The Barossa Improved Grazing Group (BIGG) held its final pasture walk for its Barossa Pasture Challenge Project on September 19 where various award winners were announced, with the top honour going to Anthony and Chris Steinert, representing the Angaston Ag Bureau.
The Steinerts won best overall pasture, judged by consultant Tim Prance on pasture profitability, botanical composition, ground cover and production potential. They received a $500 pasture seed voucher donated by Heritage Seeds.
Other winners were Andrew Koch, representing the Barossa Mid-North Dairy Discussion Group, who won a $50 Coopers Farms Supplies voucher for the most improved pasture, and Jamie Nietschke, representing Koonunga Ag Bureau who won a bag of ryegrass seed donated by Farmer Johns for the most profitable pasture.
The Barossa Pasture Challenge Project, funded by the Department of Environment, Water and Natural Resources (DEWNR), aimed to implement a sustainable and productive pasture renovation program for paddocks in the region. It achieved this through the local producer groups (Angaston Ag. Bureau, Koonunga Ag. Bureau, North Rhine Sheep Group, Mount Pleasant Beef Group and Barossa Mid North Dairy Discussion Group) competing against each other to improve by any means a nominated pasture paddock throughout 2014, except being re-sown to a new pasture.

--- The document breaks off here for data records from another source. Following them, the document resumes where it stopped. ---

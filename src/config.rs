use crate::theme::Theme;
use serde::{Deserialize, Serialize};
use std::path::Path;

#[derive(Debug, Clone, Serialize, Deserialize)]
pub struct LayoutConfig {
    pub node_width: f32,
    pub node_height: f32,
    pub node_spacing: f32,
    pub level_spacing: f32,
    /// Distance of the first column from the left edge and the minimum top offset.
    pub margin: f32,
}

impl Default for LayoutConfig {
    fn default() -> Self {
        Self {
            node_width: 140.0,
            node_height: 70.0,
            node_spacing: 80.0,
            level_spacing: 180.0,
            margin: 50.0,
        }
    }
}

#[derive(Debug, Clone, Serialize, Deserialize)]
pub struct PortConfig {
    pub base_radius: f32,
    pub radius_increment: f32,
    pub aperture_degrees: f32,
    pub handle_radius: f32,
    pub inner_ratio: f32,
}

impl Default for PortConfig {
    fn default() -> Self {
        Self {
            base_radius: 35.0,
            radius_increment: 6.0,
            aperture_degrees: 140.0,
            handle_radius: 5.0,
            inner_ratio: 0.75,
        }
    }
}

#[derive(Debug, Clone, Serialize, Deserialize)]
pub struct ViewConfig {
    pub min_zoom: f32,
    pub max_zoom: f32,
    pub wheel_zoom_in: f32,
    pub wheel_zoom_out: f32,
    pub fit_padding: f32,
}

impl Default for ViewConfig {
    fn default() -> Self {
        Self {
            min_zoom: 0.1,
            max_zoom: 5.0,
            wheel_zoom_in: 1.1,
            wheel_zoom_out: 0.9,
            fit_padding: 50.0,
        }
    }
}

impl ViewConfig {
    pub fn clamp_zoom(&self, zoom: f32) -> f32 {
        zoom.clamp(self.min_zoom, self.max_zoom)
    }
}

#[derive(Debug, Clone, Serialize, Deserialize)]
pub struct RenderConfig {
    pub width: f32,
    pub height: f32,
}

impl Default for RenderConfig {
    fn default() -> Self {
        Self {
            width: 900.0,
            height: 600.0,
        }
    }
}

#[derive(Debug, Clone, Default)]
pub struct Config {
    pub theme: Theme,
    pub layout: LayoutConfig,
    pub ports: PortConfig,
    pub view: ViewConfig,
    pub render: RenderConfig,
}

#[derive(Debug, Default, Deserialize)]
#[serde(rename_all = "camelCase")]
struct ThemeVariables {
    font_family: Option<String>,
    background: Option<String>,
    node_fill: Option<String>,
    node_stroke: Option<String>,
    step_fill: Option<String>,
    io_fill: Option<String>,
    edge_color: Option<String>,
    edge_inner_color: Option<String>,
    highlight_color: Option<String>,
    label_background: Option<String>,
    label_color: Option<String>,
}

#[derive(Debug, Default, Deserialize)]
#[serde(rename_all = "camelCase")]
struct LayoutConfigFile {
    node_width: Option<f32>,
    node_height: Option<f32>,
    node_spacing: Option<f32>,
    level_spacing: Option<f32>,
    margin: Option<f32>,
}

#[derive(Debug, Default, Deserialize)]
#[serde(rename_all = "camelCase")]
struct PortConfigFile {
    base_radius: Option<f32>,
    radius_increment: Option<f32>,
    aperture_degrees: Option<f32>,
}

#[derive(Debug, Default, Deserialize)]
#[serde(rename_all = "camelCase")]
struct ViewConfigFile {
    min_zoom: Option<f32>,
    max_zoom: Option<f32>,
    fit_padding: Option<f32>,
}

#[derive(Debug, Default, Deserialize)]
#[serde(rename_all = "camelCase")]
struct ConfigFile {
    theme: Option<String>,
    theme_variables: Option<ThemeVariables>,
    layout: Option<LayoutConfigFile>,
    ports: Option<PortConfigFile>,
    view: Option<ViewConfigFile>,
    width: Option<f32>,
    height: Option<f32>,
}

pub fn load_config(path: Option<&Path>) -> anyhow::Result<Config> {
    let Some(path) = path else {
        return Ok(Config::default());
    };
    let contents = std::fs::read_to_string(path)?;
    parse_config(&contents)
}

/// Applies a JSON config document on top of the defaults.
pub fn parse_config(contents: &str) -> anyhow::Result<Config> {
    let mut config = Config::default();
    let parsed: ConfigFile = serde_json::from_str(contents)?;

    if let Some(theme_name) = parsed.theme.as_deref() {
        match theme_name {
            "light" => config.theme = Theme::light(),
            "dark" | "default" => config.theme = Theme::dark(),
            other => tracing::warn!(theme = other, "unknown theme name, keeping default"),
        }
    }

    if let Some(vars) = parsed.theme_variables {
        if let Some(v) = vars.font_family {
            config.theme.font_family = v;
        }
        if let Some(v) = vars.background {
            config.theme.background = v;
        }
        if let Some(v) = vars.node_fill {
            config.theme.node_outer_fill = v;
        }
        if let Some(v) = vars.node_stroke {
            config.theme.node_outer_stroke = v;
        }
        if let Some(v) = vars.step_fill {
            config.theme.step_inner_fill = v;
        }
        if let Some(v) = vars.io_fill {
            config.theme.io_inner_fill = v;
        }
        if let Some(v) = vars.edge_color {
            config.theme.edge_outer = v;
        }
        if let Some(v) = vars.edge_inner_color {
            config.theme.edge_inner = v;
        }
        if let Some(v) = vars.highlight_color {
            config.theme.edge_highlight = v.clone();
            config.theme.node_selected_stroke = v;
        }
        if let Some(v) = vars.label_background {
            config.theme.label_background = v;
        }
        if let Some(v) = vars.label_color {
            config.theme.label_text = v;
        }
    }

    if let Some(layout) = parsed.layout {
        if let Some(v) = layout.node_width {
            config.layout.node_width = v;
        }
        if let Some(v) = layout.node_height {
            config.layout.node_height = v;
        }
        if let Some(v) = layout.node_spacing {
            config.layout.node_spacing = v;
        }
        if let Some(v) = layout.level_spacing {
            config.layout.level_spacing = v;
        }
        if let Some(v) = layout.margin {
            config.layout.margin = v;
        }
    }

    if let Some(ports) = parsed.ports {
        if let Some(v) = ports.base_radius {
            config.ports.base_radius = v;
        }
        if let Some(v) = ports.radius_increment {
            config.ports.radius_increment = v;
        }
        if let Some(v) = ports.aperture_degrees {
            config.ports.aperture_degrees = v.clamp(0.0, 180.0);
        }
    }

    if let Some(view) = parsed.view {
        if let Some(v) = view.min_zoom {
            config.view.min_zoom = v.max(f32::EPSILON);
        }
        if let Some(v) = view.max_zoom {
            config.view.max_zoom = v.max(config.view.min_zoom);
        }
        if let Some(v) = view.fit_padding {
            config.view.fit_padding = v;
        }
    }

    if let Some(v) = parsed.width {
        config.render.width = v;
    }
    if let Some(v) = parsed.height {
        config.render.height = v;
    }

    Ok(config)
}

#[cfg(test)]
mod tests {
    use super::*;

    #[test]
    fn defaults_match_canvas() {
        let config = Config::default();
        assert_eq!(config.render.width, 900.0);
        assert_eq!(config.render.height, 600.0);
        assert_eq!(config.layout.node_height, 70.0);
        assert_eq!(config.view.clamp_zoom(10.0), 5.0);
        assert_eq!(config.view.clamp_zoom(0.01), 0.1);
    }

    #[test]
    fn parses_overrides() {
        let config = parse_config(
            r##"{
                "theme": "light",
                "themeVariables": {"highlightColor": "#ff0000"},
                "layout": {"levelSpacing": 240},
                "ports": {"apertureDegrees": 120},
                "width": 1200
            }"##,
        )
        .unwrap();
        assert_eq!(config.theme.background, Theme::light().background);
        assert_eq!(config.theme.edge_highlight, "#ff0000");
        assert_eq!(config.layout.level_spacing, 240.0);
        assert_eq!(config.ports.aperture_degrees, 120.0);
        assert_eq!(config.render.width, 1200.0);
        assert_eq!(config.render.height, 600.0);
    }
}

The pasture walk visited the six competing pastures, with an excellent turnout of 30 local producers who were able to benefit from the skills and knowledge of Mr Prance as well as local agronomists Peter Wendt and Craig John who provided technical assistance throughout the project.
Technical facilitator Brett Nietschke says the members found the challenge was a great learning experience.
“Through the process of the challenge, our producers were able to see how different manipulations, such as weed control and grazing strategies, affected the performance of the pasture. We tracked the quality and productivity of each pasture throughout the season, and shares these learnings at the pasture walk,” he said.
While the Pasture Challenge is now complete, BIGG is not taking a break, with three other projects still underway, including using soil moisture monitoring in grazing systems, investigation of root diseases of sub-clover, and recovery of native pastures following the Eden Valley bushfire.